### Directions
Line by line, return the data exactly as shown.

### Given entries
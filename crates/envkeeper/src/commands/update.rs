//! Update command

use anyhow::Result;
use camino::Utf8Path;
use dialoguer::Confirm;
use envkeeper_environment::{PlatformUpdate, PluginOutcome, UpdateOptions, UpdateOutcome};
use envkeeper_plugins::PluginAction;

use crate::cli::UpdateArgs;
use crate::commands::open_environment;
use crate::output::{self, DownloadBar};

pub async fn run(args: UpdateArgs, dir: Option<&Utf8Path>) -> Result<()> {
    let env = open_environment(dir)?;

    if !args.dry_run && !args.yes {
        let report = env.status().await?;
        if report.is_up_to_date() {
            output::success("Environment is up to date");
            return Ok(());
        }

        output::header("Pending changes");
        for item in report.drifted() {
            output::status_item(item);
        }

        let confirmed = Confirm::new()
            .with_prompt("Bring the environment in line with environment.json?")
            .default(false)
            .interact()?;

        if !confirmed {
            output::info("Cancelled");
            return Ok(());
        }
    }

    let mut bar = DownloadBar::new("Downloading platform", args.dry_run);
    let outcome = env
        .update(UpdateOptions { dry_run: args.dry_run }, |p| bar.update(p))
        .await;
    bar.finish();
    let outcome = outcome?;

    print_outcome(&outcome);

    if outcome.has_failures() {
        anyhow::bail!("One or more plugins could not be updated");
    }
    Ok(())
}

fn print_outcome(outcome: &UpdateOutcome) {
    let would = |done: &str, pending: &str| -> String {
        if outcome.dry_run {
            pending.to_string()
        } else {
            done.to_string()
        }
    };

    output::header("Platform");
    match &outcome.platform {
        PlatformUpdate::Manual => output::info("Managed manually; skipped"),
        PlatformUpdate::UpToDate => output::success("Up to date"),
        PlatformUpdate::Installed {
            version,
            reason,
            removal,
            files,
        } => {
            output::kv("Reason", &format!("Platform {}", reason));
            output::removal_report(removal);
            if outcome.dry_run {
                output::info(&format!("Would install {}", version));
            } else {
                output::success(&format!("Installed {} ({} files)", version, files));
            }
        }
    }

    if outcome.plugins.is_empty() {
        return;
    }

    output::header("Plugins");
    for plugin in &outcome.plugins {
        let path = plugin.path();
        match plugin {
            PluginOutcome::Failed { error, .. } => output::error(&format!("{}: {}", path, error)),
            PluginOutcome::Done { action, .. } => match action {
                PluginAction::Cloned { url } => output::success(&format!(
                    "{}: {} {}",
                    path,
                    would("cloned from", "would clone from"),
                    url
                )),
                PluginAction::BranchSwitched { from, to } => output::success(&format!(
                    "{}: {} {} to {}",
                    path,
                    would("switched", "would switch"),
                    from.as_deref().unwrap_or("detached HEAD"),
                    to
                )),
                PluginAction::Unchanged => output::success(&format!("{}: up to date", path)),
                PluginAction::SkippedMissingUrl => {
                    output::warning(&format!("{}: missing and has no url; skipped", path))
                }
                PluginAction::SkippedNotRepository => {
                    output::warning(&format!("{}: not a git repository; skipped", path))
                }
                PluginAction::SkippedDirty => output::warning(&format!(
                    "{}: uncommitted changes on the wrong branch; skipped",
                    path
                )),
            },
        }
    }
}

### Solution to this exercise
filename crates/envkeeper/src/commands/update.rs
//! Update command

use anyhow::Result;
use camino::Utf8Path;
use dialoguer::Confirm;
use envkeeper_environment::{PlatformUpdate, PluginOutcome, UpdateOptions, UpdateOutcome};
use envkeeper_plugins::PluginAction;

use crate::cli::UpdateArgs;
use crate::commands::open_environment;
use crate::output::{self, DownloadBar};

pub async fn run(args: UpdateArgs, dir: Option<&Utf8Path>) -> Result<()> {
    let env = open_environment(dir)?;

    if !args.dry_run && !args.yes {
        let report = env.status().await?;
        if report.is_up_to_date() {
            output::success("Environment is up to date");
            return Ok(());
        }

        output::header("Pending changes");
        for item in report.drifted() {
            output::status_item(item);
        }

        let confirmed = Confirm::new()
            .with_prompt("Bring the environment in line with environment.json?")
            .default(false)
            .interact()?;

        if !confirmed {
            output::info("Cancelled");
            return Ok(());
        }
    }

    let mut bar = DownloadBar::new("Downloading platform", args.dry_run);
    let outcome = env
        .update(UpdateOptions { dry_run: args.dry_run }, |p| bar.update(p))
        .await;
    bar.finish();
    let outcome = outcome?;

    print_outcome(&outcome);

    if outcome.has_failures() {
        anyhow::bail!("One or more plugins could not be updated");
    }
    Ok(())
}

fn print_outcome(outcome: &UpdateOutcome) {
    let would = |done: &str, pending: &str| -> String {
        if outcome.dry_run {
            pending.to_string()
        } else {
            done.to_string()
        }
    };

    output::header("Platform");
    match &outcome.platform {
        PlatformUpdate::Manual => output::info("Managed manually; skipped"),
        PlatformUpdate::UpToDate => output::success("Up to date"),
        PlatformUpdate::Installed {
            version,
            reason,
            removal,
            files,
        } => {
            output::kv("Reason", &format!("Platform {}", reason));
            output::removal_report(removal);
            if outcome.dry_run {
                output::info(&format!("Would install {}", version));
            } else {
                output::success(&format!("Installed {} ({} files)", version, files));
            }
        }
    }

    if outcome.plugins.is_empty() {
        return;
    }

    output::header("Plugins");
    for plugin in &outcome.plugins {
        let path = plugin.path();
        match plugin {
            PluginOutcome::Failed { error, .. } => output::error(&format!("{}: {}", path, error)),
            PluginOutcome::Done { action, .. } => match action {
                PluginAction::Cloned { url } => output::success(&format!(
                    "{}: {} {}",
                    path,
                    would("cloned from", "would clone from"),
                    url
                )),
                PluginAction::BranchSwitched { from, to } => output::success(&format!(
                    "{}: {} {} to {}",
                    path,
                    would("switched", "would switch"),
                    from.as_deref().unwrap_or("detached HEAD"),
                    to
                )),
                PluginAction::Unchanged => output::success(&format!("{}: up to date", path)),
                PluginAction::SkippedMissingUrl => {
                    output::warning(&format!("{}: missing and has no url; skipped", path))
                }
                PluginAction::SkippedNotRepository => {
                    output::warning(&format!("{}: not a git repository; skipped", path))
                }
                PluginAction::SkippedDirty => output::warning(&format!(
                    "{}: uncommitted changes on the wrong branch; skipped",
                    path
                )),
            },
        }
    }
}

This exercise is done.